## Records to process
================

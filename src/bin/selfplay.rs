use clap::Parser;
use indicatif::{ProgressBar, ProgressStyle};
use onetile::selfplay::{SelfPlayParams, generate_games_with, summarize, write_jsonl};
use std::path::PathBuf;

#[derive(Parser, Debug)]
#[command(name = "onetile-selfplay", about = "Play random single-tile 2048 games and report statistics")]
struct Args {
    #[arg(long, default_value_t = 100)]
    games: usize,
    #[arg(long, default_value_t = 2_000)]
    max_moves: usize,
    #[arg(long, default_value_t = 1)]
    threads: usize,
    #[arg(long, default_value_t = 42)]
    seed: u64,
    /// Keep the player's selection when a new tile spawns
    #[arg(long)]
    no_auto_select: bool,
    /// Write one JSON record per game here
    #[arg(long)]
    out: Option<PathBuf>,
}

fn main() -> anyhow::Result<()> {
    env_logger::init();
    let a = Args::parse();
    let params = SelfPlayParams {
        games: a.games,
        max_moves: a.max_moves,
        threads: a.threads,
        seed: a.seed,
        auto_select_spawned: !a.no_auto_select,
    };
    eprintln!("Playing {} games (max_moves={}, threads={}, seed={})", a.games, a.max_moves, a.threads, a.seed);
    let pb = ProgressBar::new(a.games as u64);
    pb.set_style(ProgressStyle::with_template("{bar:40} {pos}/{len} games [{elapsed_precise}]")?);
    let games = generate_games_with(&params, &|_| pb.inc(1));
    pb.finish_and_clear();

    let s = summarize(&games);
    println!(
        "games: {}  mean score: {:.1}  best score: {}  highest tile: {}  wins: {}  ended terminal: {}",
        s.games, s.mean_score, s.best_score, s.highest_tile, s.wins, s.terminal
    );
    if let Some(out) = a.out {
        write_jsonl(&games, &out)?;
        eprintln!("Wrote {} records to {}", games.len(), out.display());
    }
    Ok(())
}
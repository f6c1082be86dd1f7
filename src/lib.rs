// Single-tile 2048: select one tile, slide it until it stops or merges
pub mod board;
pub mod config;
pub mod direction;
pub mod engine;
pub mod error;
pub mod selfplay;
pub mod session;
pub mod spawn;
pub mod store;

pub use board::{Board, CELLS, SIDE, TARGET_TILE};
pub use direction::Direction;
pub use engine::{Engine, GameState, MoveResult};
pub use error::{EngineError, StoreError};
use log::{debug, info};
use serde::{Deserialize, Serialize};

use crate::board::{Board, MAX_TILE, TARGET_TILE};
use crate::config::GameConfig;
use crate::direction::Direction;
use crate::error::EngineError;
use crate::spawn::TileSource;

/// Everything one game needs: board, score, selection and the win flag.
#[derive(Clone, Debug, Default, PartialEq, Eq, Serialize, Deserialize)]
#[serde(try_from = "SavedState")]
pub struct GameState {
    board: Board,
    score: u64,
    selected: Option<usize>,
    won: bool,
}

#[derive(Deserialize)]
struct SavedState {
    board: Board,
    score: u64,
    selected: Option<usize>,
    won: bool,
}

impl TryFrom<SavedState> for GameState {
    type Error = EngineError;

    /// The selection must point at a tile on the board.
    fn try_from(s: SavedState) -> Result<Self, EngineError> {
        if let Some(index) = s.selected {
            match s.board.get(index) {
                None => return Err(EngineError::IndexOutOfRange { index }),
                Some(0) => return Err(EngineError::EmptySelection { index }),
                Some(_) => {}
            }
        }
        Ok(GameState { board: s.board, score: s.score, selected: s.selected, won: s.won })
    }
}

impl GameState {
    /// A state around an existing board: no score, no selection, not won.
    pub fn from_board(board: Board) -> Self { Self { board, ..Self::default() } }

    pub fn board(&self) -> &Board { &self.board }
    pub fn score(&self) -> u64 { self.score }
    pub fn selected(&self) -> Option<usize> { self.selected }
    pub fn won(&self) -> bool { self.won }

    pub fn is_game_over(&self) -> bool { self.board.is_game_over() }

    /// Select the tile at `index`. Returns false (and keeps the old selection) on an empty cell.
    pub fn select(&mut self, index: usize) -> Result<bool, EngineError> {
        match self.board.get(index) {
            None => Err(EngineError::IndexOutOfRange { index }),
            Some(0) => Ok(false),
            Some(_) => {
                self.selected = Some(index);
                Ok(true)
            }
        }
    }
}

/// Outcome of one move command, enough for a front-end to pick sounds and messages.
#[derive(Clone, Copy, Debug, Default, PartialEq, Eq, Serialize, Deserialize)]
pub struct MoveResult {
    /// The tile slid or merged (and a new tile was spawned).
    pub moved: bool,
    pub merged: bool,
    /// Value of the tile produced by the merge.
    pub merged_value: Option<u32>,
    /// First 2048 of this game.
    pub reached_target: bool,
    pub game_over: bool,
    /// Board index of the tile spawned after the move.
    pub spawned: Option<usize>,
}

impl MoveResult {
    pub const NO_OP: MoveResult = MoveResult {
        moved: false,
        merged: false,
        merged_value: None,
        reached_target: false,
        game_over: false,
        spawned: None,
    };
}

/// Rule engine. Owns the spawn randomness; game state is passed in.
pub struct Engine<S: TileSource> {
    source: S,
    auto_select_spawned: bool,
}

impl<S: TileSource> Engine<S> {
    pub fn new(source: S) -> Self { Self { source, auto_select_spawned: true } }

    pub fn with_config(source: S, config: &GameConfig) -> Self {
        Self { source, auto_select_spawned: config.auto_select_spawned }
    }

    pub fn set_auto_select_spawned(&mut self, on: bool) { self.auto_select_spawned = on; }
    pub fn auto_select_spawned(&self) -> bool { self.auto_select_spawned }

    /// Empty board with two spawned tiles.
    pub fn new_game(&mut self) -> GameState {
        let mut state = GameState::default();
        self.reset(&mut state);
        state
    }

    /// Reinitialise `state` in place, as on restart.
    pub fn reset(&mut self, state: &mut GameState) {
        state.board.clear();
        state.score = 0;
        state.selected = None;
        state.won = false;
        self.spawn_tile(state);
        self.spawn_tile(state);
        info!("new game: {:?}", state.board);
    }

    /// Place a 2 or 4 on a random empty cell. No-op on a full board.
    pub fn spawn_tile(&mut self, state: &mut GameState) -> Option<usize> {
        let empty = state.board.empty_cells();
        if empty.is_empty() { return None; }
        let index = empty[self.source.pick_index(empty.len())];
        let value = self.source.pick_value();
        state.board.set(index, value);
        if self.auto_select_spawned { state.selected = Some(index); }
        debug!("spawned {} at {}", value, index);
        Some(index)
    }

    pub fn select_tile(&self, state: &mut GameState, index: usize) -> Result<bool, EngineError> {
        state.select(index)
    }

    /// Slide the selected tile in `dir` until it hits a wall, a different tile,
    /// or merges into an equal one (at most one merge).
    pub fn move_selected(&mut self, state: &mut GameState, dir: Direction) -> MoveResult {
        let Some(start) = state.selected else { return MoveResult::NO_OP };
        if state.board.get(start).unwrap_or(0) == 0 { return MoveResult::NO_OP; }
        let mut result = MoveResult::NO_OP;
        let mut current = start;

        while let Some(next) = Board::neighbor(current, dir) {
            let value = state.board[current];
            let target = state.board[next];
            if target == 0 {
                state.board.set(next, value);
                state.board.set(current, 0);
                state.selected = Some(next);
                current = next;
                result.moved = true;
            } else if target == value && target < MAX_TILE {
                let merged = target * 2;
                state.board.set(next, merged);
                state.board.set(current, 0);
                state.score += u64::from(merged);
                state.selected = None;
                result.moved = true;
                result.merged = true;
                result.merged_value = Some(merged);
                if merged == TARGET_TILE && !state.won {
                    state.won = true;
                    result.reached_target = true;
                    info!("reached {} with score {}", TARGET_TILE, state.score);
                }
                break;
            } else {
                break;
            }
        }

        if result.moved {
            result.spawned = self.spawn_tile(state);
            result.game_over = state.board.is_game_over();
        }
        debug!("move {} from {}: {:?}", dir, start, result);
        result
    }

    pub fn is_game_over(&self, state: &GameState) -> bool { state.board.is_game_over() }
}

#[cfg(test)]
mod tests {
    use super::*;
    use crate::board::CELLS;
    use crate::spawn::ScriptedSource;

    fn state_with(cells: [u32; CELLS]) -> GameState {
        GameState::from_board(Board::from_cells(cells).unwrap())
    }

    #[test]
    fn new_game_spawns_two_tiles_and_selects_last() {
        let mut src = ScriptedSource::new();
        src.push(0, 2).push(14, 4);
        let mut engine = Engine::new(src);
        let state = engine.new_game();
        assert_eq!(state.board().tile_count(), 2);
        assert_eq!(state.board()[0], 2);
        // slot 14 among the 15 remaining empties is board index 15
        assert_eq!(state.board()[15], 4);
        assert_eq!(state.selected(), Some(15));
        assert_eq!(state.score(), 0);
        assert!(!state.won());
    }

    #[test]
    fn spawn_without_auto_select_keeps_selection() {
        let mut engine = Engine::new(ScriptedSource::new());
        engine.set_auto_select_spawned(false);
        let mut state = state_with([8, 0, 0, 0, 0, 0, 0, 0, 0, 0, 0, 0, 0, 0, 0, 0]);
        state.select(0).unwrap();
        assert_eq!(engine.spawn_tile(&mut state), Some(1));
        assert_eq!(state.selected(), Some(0));
    }

    #[test]
    fn spawn_on_full_board_is_noop() {
        let mut engine = Engine::new(ScriptedSource::new());
        let mut state = state_with([2; CELLS]);
        assert_eq!(engine.spawn_tile(&mut state), None);
        assert_eq!(state.board().cells(), &[2; CELLS]);
    }

    #[test]
    fn select_out_of_range_errors() {
        let engine = Engine::new(ScriptedSource::new());
        let mut state = state_with([2; CELLS]);
        assert_eq!(engine.select_tile(&mut state, 16), Err(EngineError::IndexOutOfRange { index: 16 }));
        assert_eq!(state.selected(), None);
    }

    #[test]
    fn blocked_by_different_value_is_noop() {
        let mut engine = Engine::new(ScriptedSource::new());
        let mut state = state_with([2, 4, 0, 0, 0, 0, 0, 0, 0, 0, 0, 0, 0, 0, 0, 0]);
        state.select(0).unwrap();
        let before = state.clone();
        assert_eq!(engine.move_selected(&mut state, Direction::Right), MoveResult::NO_OP);
        assert_eq!(state, before);
    }

    #[test]
    fn slide_stops_before_different_tile() {
        let mut engine = Engine::new(ScriptedSource::new());
        engine.set_auto_select_spawned(false);
        let mut state = state_with([2, 0, 0, 8, 0, 0, 0, 0, 0, 0, 0, 0, 0, 0, 0, 0]);
        state.select(0).unwrap();
        let r = engine.move_selected(&mut state, Direction::Right);
        assert!(r.moved && !r.merged);
        assert_eq!(state.board()[2], 2);
        assert_eq!(state.board()[3], 8);
        assert_eq!(state.selected(), Some(2));
        // spawn took the first empty cell
        assert_eq!(r.spawned, Some(0));
    }

    #[test]
    fn slide_then_merge_at_end_of_path() {
        let mut engine = Engine::new(ScriptedSource::new());
        let mut state = state_with([16, 0, 0, 0, 0, 0, 0, 0, 0, 0, 0, 0, 16, 0, 0, 0]);
        state.select(0).unwrap();
        let r = engine.move_selected(&mut state, Direction::Down);
        assert!(r.merged);
        assert_eq!(r.merged_value, Some(32));
        assert_eq!(state.board()[12], 32);
        assert_eq!(state.board()[0], 2, "spawn fills first empty cell");
        assert_eq!(state.score(), 32);
    }

    #[test]
    fn largest_tiles_do_not_merge() {
        let mut engine = Engine::new(ScriptedSource::new());
        let mut state = state_with([MAX_TILE, MAX_TILE, 0, 0, 0, 0, 0, 0, 0, 0, 0, 0, 0, 0, 0, 0]);
        state.select(0).unwrap();
        let before = state.clone();
        assert_eq!(engine.move_selected(&mut state, Direction::Right), MoveResult::NO_OP);
        assert_eq!(state, before);

        let half = MAX_TILE / 2;
        let mut state = state_with([half, half, 0, 0, 0, 0, 0, 0, 0, 0, 0, 0, 0, 0, 0, 0]);
        state.select(0).unwrap();
        let r = engine.move_selected(&mut state, Direction::Right);
        assert_eq!(r.merged_value, Some(MAX_TILE));
        assert_eq!(state.score(), u64::from(MAX_TILE));
    }

    #[test]
    fn saved_state_round_trips() {
        let mut state = state_with([2, 4, 0, 0, 0, 0, 0, 0, 0, 0, 0, 0, 0, 0, 0, 8]);
        state.select(15).unwrap();
        let json = serde_json::to_string(&state).unwrap();
        assert_eq!(serde_json::from_str::<GameState>(&json).unwrap(), state);
    }

    #[test]
    fn saved_state_rejects_bad_cells_and_selection() {
        let board = |cell0: u32| {
            let mut cells = [0u32; CELLS];
            cells[0] = cell0;
            cells[1] = 2;
            serde_json::to_string(&cells).unwrap()
        };
        let saved = |cells: String, selected: &str| {
            format!(r#"{{"board":{cells},"score":0,"selected":{selected},"won":false}}"#)
        };
        assert!(serde_json::from_str::<GameState>(&saved(board(3), "0")).is_err());
        assert!(serde_json::from_str::<GameState>(&saved(board(2), "16")).is_err());
        assert!(serde_json::from_str::<GameState>(&saved(board(0), "0")).is_err());
        let ok: GameState = serde_json::from_str(&saved(board(0), "1")).unwrap();
        assert_eq!(ok.selected(), Some(1));
        let none: GameState = serde_json::from_str(&saved(board(4), "null")).unwrap();
        assert_eq!(none.selected(), None);
    }

    #[test]
    fn merge_happens_at_most_once() {
        let mut engine = Engine::new(ScriptedSource::new());
        engine.set_auto_select_spawned(false);
        let mut state = state_with([4, 4, 8, 0, 0, 0, 0, 0, 0, 0, 0, 0, 0, 0, 0, 0]);
        state.select(0).unwrap();
        let r = engine.move_selected(&mut state, Direction::Right);
        assert_eq!(r.merged_value, Some(8));
        assert_eq!(state.board()[1], 8);
        assert_eq!(state.board()[2], 8);
        assert_eq!(state.selected(), None);
    }
}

================

## Exercise goal
Transcribe the records from their first line. Stop after the line with "#[derive(Parser, Debug)]", including it.

## Expected output
filename src/bin/selfplay.rs
use clap::Parser;
use indicatif::{ProgressBar, ProgressStyle};
use onetile::selfplay::{SelfPlayParams, generate_games_with, summarize, write_jsonl};
use std::path::PathBuf;

#[derive(Parser, Debug)]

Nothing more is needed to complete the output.